TIA management and ABCD2 score US Medical PG Question 10: A 62-year-old man received IV alteplase 45 minutes ago for acute ischemic stroke. He now develops sudden severe headache, vomiting, and decreased level of consciousness. His blood pressure is 190/110 mmHg. Analyze the most critical immediate steps in management.
- A. Stop alteplase, observe, and repeat CT in 24 hours
- B. Administer labetalol for blood pressure and continue monitoring
- C. Obtain emergent CT head, stop alteplase, give cryoprecipitate and tranexamic acid (Correct Answer)
- D. Continue alteplase and give mannitol for cerebral edema
- E. Give protamine sulfate and arrange for neurosurgical consultation
TIA management and ABCD2 score Explanation: ***Obtain emergent CT head, stop alteplase, give cryoprecipitate and tranexamic acid***
- Sudden headache and neurologic decline during **alteplase** infusion are hallmarks of **symptomatic intracranial hemorrhage (sICH)**, necessitating immediate cessation of the drug and diagnostic imaging.
- Reversal of fibrinolysis is critical; **cryoprecipitate** provides **fibrinogen** and Factor VIII, while **tranexamic acid** or aminocaproic acid inhibits further fibrinolysis.
*Stop alteplase, observe, and repeat CT in 24 hours*
- Delaying a CT scan for 24 hours is inappropriate for an acute neurological change, as active bleeding requires **emergent intervention**.
- Observation alone is insufficient; **active reversal** of coagulopathy is needed to prevent hematoma expansion and brain herniation.
*Administer labetalol for blood pressure and continue monitoring*
- While **blood pressure management** is important (targeting <180/105 mmHg), it is secondary to stopping the thrombolytic and confirming hemorrhage.
- Monitoring without stopping the infusion would allow the **thrombolytic agent** to continue exacerbating the intracranial bleed.
*Continue alteplase and give mannitol for cerebral edema*
- Continuing **alteplase** in the setting of suspected hemorrhage is contraindicated and life-threatening.

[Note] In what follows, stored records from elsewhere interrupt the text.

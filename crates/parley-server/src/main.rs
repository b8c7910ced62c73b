//! # parley-server
//!
//! HTTP front for the Parley chat core.
//!
//! This binary provides:
//! - **`POST /aggregate`**, the chat-list transform as a pure JSON service
//! - **Chat list and thread endpoints** backed by an in-process message store
//! - **`POST /messages`** for the compose box
//! - **Health and instance info** for load balancers and monitoring

mod api;
mod config;
mod error;
mod seed;

use std::sync::Arc;

use parley_store::MemoryStore;
use tracing::info;
use tracing_subscriber::EnvFilter;

use crate::api::AppState;
use crate::config::ServerConfig;

#[tokio::main]
async fn main() -> anyhow::Result<()> {
    // -----------------------------------------------------------------------
    // 1. Initialize tracing (respects RUST_LOG env var)
    // -----------------------------------------------------------------------
    tracing_subscriber::fmt()
        .with_env_filter(EnvFilter::try_from_default_env().unwrap_or_else(|_| {
            EnvFilter::new("info,parley_server=debug,parley_client=debug,parley_store=info")
        }))
        .init();

    info!("Starting Parley server v{}", env!("CARGO_PKG_VERSION"));

    // -----------------------------------------------------------------------
    // 2. Load configuration
    // -----------------------------------------------------------------------
    let config = ServerConfig::from_env();
    info!(?config, "Loaded configuration");

    // -----------------------------------------------------------------------
    // 3. Message store
    // -----------------------------------------------------------------------
    let store = if config.seed_demo {
        let documents = seed::demo_documents(chrono::Utc::now().timestamp_millis());
        info!(documents = documents.len(), "Seeding demo conversations");
        MemoryStore::with_documents(documents)
    } else {
        MemoryStore::new()
    };

    let http_addr = config.http_addr;
    let app_state = AppState {
        store: Arc::new(store),
        config: Arc::new(config),
    };

    // -----------------------------------------------------------------------
    // 4. Run the HTTP API server (blocks until shutdown)
    // -----------------------------------------------------------------------
    tokio::select! {
        result = api::serve(app_state, http_addr) => {
            if let Err(e) = result {
                tracing::error!(error = %e, "HTTP server failed");
                return Err(e);
            }
        }
        _ = tokio::signal::ctrl_c() => {
            info!("Received Ctrl+C, shutting down");
        }
    }

    Ok(())
}
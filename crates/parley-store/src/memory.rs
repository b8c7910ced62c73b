//! In-process stand-in for the hosted document database.

use std::sync::atomic::{AtomicBool, Ordering};

use serde_json::Value;
use tokio::sync::watch;
use tracing::{debug, warn};

use crate::error::{Result, StoreError};
use crate::snapshot::{DocumentId, Snapshot, StoredDocument};
use crate::store::{MessageStore, Subscription};

/// A [`MessageStore`] held entirely in memory.
///
/// The current snapshot lives in a `watch` channel, so reads never block
/// writers for longer than an `Arc` clone and every subscriber sees each
/// committed write. [`set_available`](Self::set_available) simulates the
/// backend dropping off the network.
pub struct MemoryStore {
    tx: watch::Sender<Snapshot>,
    available: AtomicBool,
}

impl MemoryStore {
    pub fn new() -> Self {
        Self::with_documents(Vec::new())
    }

    /// Seed the store with documents, assigning each a fresh id.
    pub fn with_documents(documents: Vec<Value>) -> Self {
        let stored = documents
            .into_iter()
            .map(|data| StoredDocument {
                id: DocumentId::new(),
                data,
            })
            .collect();
        let (tx, _rx) = watch::channel(Snapshot::from_documents(stored));

        Self {
            tx,
            available: AtomicBool::new(true),
        }
    }

    pub fn set_available(&self, available: bool) {
        self.available.store(available, Ordering::SeqCst);
        if !available {
            warn!("memory store marked unavailable");
        }
    }

    fn ensure_available(&self) -> Result<()> {
        if self.available.load(Ordering::SeqCst) {
            Ok(())
        } else {
            Err(StoreError::Unavailable("backend unreachable".into()))
        }
    }
}

impl Default for MemoryStore {
    fn default() -> Self {
        Self::new()
    }
}

impl MessageStore for MemoryStore {
    fn snapshot(&self) -> Result<Snapshot> {
        self.ensure_available()?;
        Ok(self.tx.borrow().clone())
    }

    fn add(&self, document: Value) -> Result<DocumentId> {
        self.ensure_available()?;
        if !document.is_object() {
            return Err(StoreError::InvalidDocument(
                "document must be a JSON object".into(),
            ));
        }

        let id = DocumentId::new();
        let stored = StoredDocument { id, data: document };
        self.tx.send_modify(|snapshot| {
            *snapshot = snapshot.with_document(stored);
        });

        debug!(id = %id, total = self.tx.borrow().len(), "document added");
        Ok(id)
    }

    fn subscribe(&self) -> Result<Subscription> {
        self.ensure_available()?;
        Ok(Subscription::new(self.tx.subscribe()))
    }
}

- **Mannitol** addresses intracranial pressure but does not treat the underlying **coagulopathy** causing the hemorrhage.
*Give protamine sulfate and arrange for neurosurgical consultation*
- **Protamine sulfate** is the reversal agent for **heparin**, not alteplase, and has no effect on fibrinolysis.
- While neurosurgical consultation is necessary, the medical reversal of the **thrombolytic effect** with blood products is the most immediate priority.